**About this exercise**
Keep only the lines of the material below that contain the word "RegisterRequest". Copy those lines.

━━━━━ Dataset extract

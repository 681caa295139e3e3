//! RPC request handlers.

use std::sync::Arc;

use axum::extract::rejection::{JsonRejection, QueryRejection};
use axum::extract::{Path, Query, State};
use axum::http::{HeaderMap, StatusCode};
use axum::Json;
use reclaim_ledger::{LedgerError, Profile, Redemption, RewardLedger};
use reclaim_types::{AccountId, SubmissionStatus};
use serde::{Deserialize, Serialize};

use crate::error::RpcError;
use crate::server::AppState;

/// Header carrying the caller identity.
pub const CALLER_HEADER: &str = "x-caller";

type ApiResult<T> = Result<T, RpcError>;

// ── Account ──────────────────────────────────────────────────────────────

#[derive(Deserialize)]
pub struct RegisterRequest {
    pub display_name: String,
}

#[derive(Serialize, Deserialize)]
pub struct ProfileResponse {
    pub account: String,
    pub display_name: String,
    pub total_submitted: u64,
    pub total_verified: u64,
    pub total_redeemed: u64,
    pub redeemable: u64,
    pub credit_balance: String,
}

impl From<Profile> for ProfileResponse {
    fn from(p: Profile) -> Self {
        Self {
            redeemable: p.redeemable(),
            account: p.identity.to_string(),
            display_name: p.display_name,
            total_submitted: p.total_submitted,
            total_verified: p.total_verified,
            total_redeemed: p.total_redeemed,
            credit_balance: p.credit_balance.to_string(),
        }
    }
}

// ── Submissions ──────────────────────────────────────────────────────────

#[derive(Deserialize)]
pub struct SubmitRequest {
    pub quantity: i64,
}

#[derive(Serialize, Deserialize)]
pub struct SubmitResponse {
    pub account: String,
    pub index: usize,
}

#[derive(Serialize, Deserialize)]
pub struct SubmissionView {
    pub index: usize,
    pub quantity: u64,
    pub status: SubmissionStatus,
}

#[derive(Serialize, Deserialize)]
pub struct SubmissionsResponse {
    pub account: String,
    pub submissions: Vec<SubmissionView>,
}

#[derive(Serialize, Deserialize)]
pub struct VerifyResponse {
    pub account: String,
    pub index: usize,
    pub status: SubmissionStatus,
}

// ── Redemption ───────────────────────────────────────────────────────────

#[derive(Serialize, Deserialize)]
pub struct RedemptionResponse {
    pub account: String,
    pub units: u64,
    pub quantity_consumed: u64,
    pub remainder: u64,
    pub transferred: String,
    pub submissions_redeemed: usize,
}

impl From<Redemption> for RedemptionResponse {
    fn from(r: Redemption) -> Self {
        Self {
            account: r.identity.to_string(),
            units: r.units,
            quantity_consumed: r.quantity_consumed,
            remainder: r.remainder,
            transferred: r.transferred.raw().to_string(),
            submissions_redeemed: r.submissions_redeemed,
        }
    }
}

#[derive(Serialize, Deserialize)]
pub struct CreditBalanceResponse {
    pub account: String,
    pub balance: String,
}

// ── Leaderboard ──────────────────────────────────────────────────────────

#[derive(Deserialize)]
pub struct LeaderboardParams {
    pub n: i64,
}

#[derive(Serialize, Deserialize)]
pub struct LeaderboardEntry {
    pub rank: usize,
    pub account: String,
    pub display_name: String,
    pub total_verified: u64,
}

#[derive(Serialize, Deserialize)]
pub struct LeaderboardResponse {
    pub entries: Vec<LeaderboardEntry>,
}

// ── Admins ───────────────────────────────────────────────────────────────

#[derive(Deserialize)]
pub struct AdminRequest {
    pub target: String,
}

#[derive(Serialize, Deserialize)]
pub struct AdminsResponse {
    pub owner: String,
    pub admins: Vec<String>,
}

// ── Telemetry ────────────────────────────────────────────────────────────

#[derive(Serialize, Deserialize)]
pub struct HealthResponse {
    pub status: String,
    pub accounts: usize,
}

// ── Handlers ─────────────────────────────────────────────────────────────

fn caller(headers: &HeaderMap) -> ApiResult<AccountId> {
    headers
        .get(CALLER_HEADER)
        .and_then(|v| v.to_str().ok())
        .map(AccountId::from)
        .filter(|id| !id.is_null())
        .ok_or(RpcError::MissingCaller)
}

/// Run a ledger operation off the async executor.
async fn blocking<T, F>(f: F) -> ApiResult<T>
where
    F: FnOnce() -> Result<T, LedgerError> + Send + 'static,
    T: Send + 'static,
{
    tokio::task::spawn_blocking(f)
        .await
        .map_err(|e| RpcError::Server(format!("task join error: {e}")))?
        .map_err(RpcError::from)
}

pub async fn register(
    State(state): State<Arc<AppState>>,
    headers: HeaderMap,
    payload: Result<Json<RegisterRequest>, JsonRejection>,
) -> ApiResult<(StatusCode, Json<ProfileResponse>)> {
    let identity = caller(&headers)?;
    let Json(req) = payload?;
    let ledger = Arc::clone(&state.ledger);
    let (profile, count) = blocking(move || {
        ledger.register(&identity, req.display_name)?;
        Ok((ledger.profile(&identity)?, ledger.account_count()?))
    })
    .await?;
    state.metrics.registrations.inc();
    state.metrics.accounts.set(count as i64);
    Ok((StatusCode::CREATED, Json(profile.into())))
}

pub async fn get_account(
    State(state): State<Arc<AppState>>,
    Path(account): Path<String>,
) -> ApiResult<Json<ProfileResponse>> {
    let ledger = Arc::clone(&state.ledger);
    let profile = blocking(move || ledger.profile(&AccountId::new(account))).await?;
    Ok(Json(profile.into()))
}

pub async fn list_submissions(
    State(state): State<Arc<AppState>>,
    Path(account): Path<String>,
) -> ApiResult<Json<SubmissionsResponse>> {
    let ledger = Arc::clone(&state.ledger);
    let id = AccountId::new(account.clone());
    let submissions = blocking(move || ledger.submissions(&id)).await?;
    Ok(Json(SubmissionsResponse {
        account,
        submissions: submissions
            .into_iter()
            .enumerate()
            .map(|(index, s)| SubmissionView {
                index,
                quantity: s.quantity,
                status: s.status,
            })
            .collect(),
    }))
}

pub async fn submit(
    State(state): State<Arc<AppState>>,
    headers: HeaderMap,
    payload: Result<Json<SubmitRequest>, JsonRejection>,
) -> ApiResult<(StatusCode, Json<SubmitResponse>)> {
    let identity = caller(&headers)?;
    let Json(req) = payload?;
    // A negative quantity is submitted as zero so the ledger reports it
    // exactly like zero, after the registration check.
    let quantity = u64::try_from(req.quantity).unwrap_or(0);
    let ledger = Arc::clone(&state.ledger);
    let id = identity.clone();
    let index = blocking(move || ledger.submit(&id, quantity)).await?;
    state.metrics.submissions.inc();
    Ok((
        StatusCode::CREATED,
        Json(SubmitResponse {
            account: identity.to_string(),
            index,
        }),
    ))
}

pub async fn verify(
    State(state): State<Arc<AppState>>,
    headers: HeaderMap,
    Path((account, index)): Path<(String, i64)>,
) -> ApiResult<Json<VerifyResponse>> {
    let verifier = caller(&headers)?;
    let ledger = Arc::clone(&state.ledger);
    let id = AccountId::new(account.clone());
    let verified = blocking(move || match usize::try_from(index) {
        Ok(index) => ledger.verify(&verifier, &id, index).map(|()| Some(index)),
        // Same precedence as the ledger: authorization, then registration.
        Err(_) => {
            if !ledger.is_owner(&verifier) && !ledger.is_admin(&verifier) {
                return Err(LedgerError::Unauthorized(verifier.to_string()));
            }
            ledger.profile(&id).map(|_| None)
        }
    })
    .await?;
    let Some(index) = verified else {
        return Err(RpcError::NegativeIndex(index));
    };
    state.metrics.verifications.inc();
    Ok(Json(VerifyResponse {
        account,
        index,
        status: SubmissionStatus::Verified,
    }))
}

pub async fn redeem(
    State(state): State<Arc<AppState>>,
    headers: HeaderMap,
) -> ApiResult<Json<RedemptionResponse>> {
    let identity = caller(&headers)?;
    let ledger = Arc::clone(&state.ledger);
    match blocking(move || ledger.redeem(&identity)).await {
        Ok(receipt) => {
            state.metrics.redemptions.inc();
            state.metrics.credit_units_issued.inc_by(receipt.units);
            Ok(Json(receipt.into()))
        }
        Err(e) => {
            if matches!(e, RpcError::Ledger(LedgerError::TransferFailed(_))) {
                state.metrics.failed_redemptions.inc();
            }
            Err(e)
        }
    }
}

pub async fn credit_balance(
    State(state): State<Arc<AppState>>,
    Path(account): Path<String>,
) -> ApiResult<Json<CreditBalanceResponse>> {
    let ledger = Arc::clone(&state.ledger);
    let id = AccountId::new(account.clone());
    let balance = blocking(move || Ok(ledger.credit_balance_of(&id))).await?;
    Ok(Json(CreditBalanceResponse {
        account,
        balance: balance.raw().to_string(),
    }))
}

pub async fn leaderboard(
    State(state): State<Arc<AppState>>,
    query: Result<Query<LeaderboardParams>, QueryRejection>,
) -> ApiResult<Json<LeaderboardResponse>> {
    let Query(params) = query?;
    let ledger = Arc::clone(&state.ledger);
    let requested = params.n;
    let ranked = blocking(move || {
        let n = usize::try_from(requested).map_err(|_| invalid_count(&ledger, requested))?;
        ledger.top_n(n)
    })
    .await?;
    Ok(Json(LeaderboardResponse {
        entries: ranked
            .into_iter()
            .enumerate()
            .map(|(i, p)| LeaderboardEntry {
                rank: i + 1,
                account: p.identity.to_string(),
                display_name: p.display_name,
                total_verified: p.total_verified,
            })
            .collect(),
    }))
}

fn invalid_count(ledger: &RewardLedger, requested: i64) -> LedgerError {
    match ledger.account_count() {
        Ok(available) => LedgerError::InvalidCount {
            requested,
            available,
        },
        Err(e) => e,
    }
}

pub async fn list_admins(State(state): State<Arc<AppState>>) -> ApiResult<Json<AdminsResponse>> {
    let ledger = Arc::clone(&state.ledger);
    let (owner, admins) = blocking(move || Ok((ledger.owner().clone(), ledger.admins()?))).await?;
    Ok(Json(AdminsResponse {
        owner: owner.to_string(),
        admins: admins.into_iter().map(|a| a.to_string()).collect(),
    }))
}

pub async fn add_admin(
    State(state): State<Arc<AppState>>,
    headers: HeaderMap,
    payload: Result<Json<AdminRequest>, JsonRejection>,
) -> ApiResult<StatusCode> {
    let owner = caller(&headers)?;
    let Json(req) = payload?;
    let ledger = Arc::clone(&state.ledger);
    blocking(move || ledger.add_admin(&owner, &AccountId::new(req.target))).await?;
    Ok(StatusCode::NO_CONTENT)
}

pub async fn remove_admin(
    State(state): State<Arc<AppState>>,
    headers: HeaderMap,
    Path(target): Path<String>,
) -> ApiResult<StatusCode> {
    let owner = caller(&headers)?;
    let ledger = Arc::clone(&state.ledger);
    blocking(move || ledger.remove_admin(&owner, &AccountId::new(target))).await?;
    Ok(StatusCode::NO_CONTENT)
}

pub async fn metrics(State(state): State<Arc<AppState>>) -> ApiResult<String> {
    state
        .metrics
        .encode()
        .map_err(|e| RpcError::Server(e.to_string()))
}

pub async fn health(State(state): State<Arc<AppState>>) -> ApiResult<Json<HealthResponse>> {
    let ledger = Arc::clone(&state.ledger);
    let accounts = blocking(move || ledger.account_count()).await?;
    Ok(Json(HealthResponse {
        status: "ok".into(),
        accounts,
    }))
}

━━━━━━━━━━

**Exercise response**
pub struct RegisterRequest {
    payload: Result<Json<RegisterRequest>, JsonRejection>,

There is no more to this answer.